Se dieron instrucciones muy concretas para los francotiradores, para la organización de grupos de guerrilleros e, incluso, para atacar a los tanques al paso por las calles de las distintas poblaciones, arrojando sobre ellos botellas de gasolina. La respuesta fue feroz. Heydrich ordenó que se acelerara la «matanza de la nobleza, el clero católico y los judíos». El director de la Abwehr, almirante Canaris, advirtió a Keitel: «El mundo hará responsables de estos métodos a la Wehrmacht, ante cuyos ojos tendrá lugar estas cosas». El jefe del OKW replicó que se trataba de órdenes de Hitler. Göbbels lo confirma: «El juicio de Hitler sobre los polacos es aniquilatorio. Más animales que seres humanos (...) La suciedad de los polacos es inconcebible. Habría que meterlos a todos en su estado reducido y dejar que se las arreglen entre ellos».

Los polacos, una matanza en segundo plano

Según Mark Mazower («El Imperio de Hitler», Critica, 2008), durante la invasión fueron asesinados, aproximadamente unas sesenta mil personas, entre ellas, 7.000 judíos.
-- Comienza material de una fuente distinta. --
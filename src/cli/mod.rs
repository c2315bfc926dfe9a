//! Command-line interface.

pub mod commands;
pub mod types;

pub use types::{Cli, Commands, LocateArgs, RunArgs};

/// Print a fatal error and exit non-zero.
pub fn handle_error(err: anyhow::Error, json_mode: bool) -> ! {
    if json_mode {
        let payload = serde_json::json!({ "error": format!("{err:#}") });
        eprintln!("{payload}");
    } else {
        eprintln!("{}", console::style(format!("error: {err:#}")).red());
    }
    std::process::exit(1);
}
Fue el aperitivo. En septiembre de 1939 habitaban en Polonia 3.290.000 judíos, en 1945 apenas se halló a trescientos mil con vida. A los civiles polacos no les fue mejor: perecieron unos dos millones, el 75% de ellos, bajo dominio alemán. Y aún debe añadirse otro tipo de tortura. Según Toynbee, «a principios de 1940 se decidió elevar el número de los civiles polacos que habían de ser llevadas a trabajar a Alemania, por lo menos un millón, de los cuales 750.000 serían empleados en la agricultura». Tales cifras se refieren a todo el territorio polaco, incluida la zona soviética, en manos de Alemania durante la campaña del Este, entre junio de 1941 y la primavera de 1944.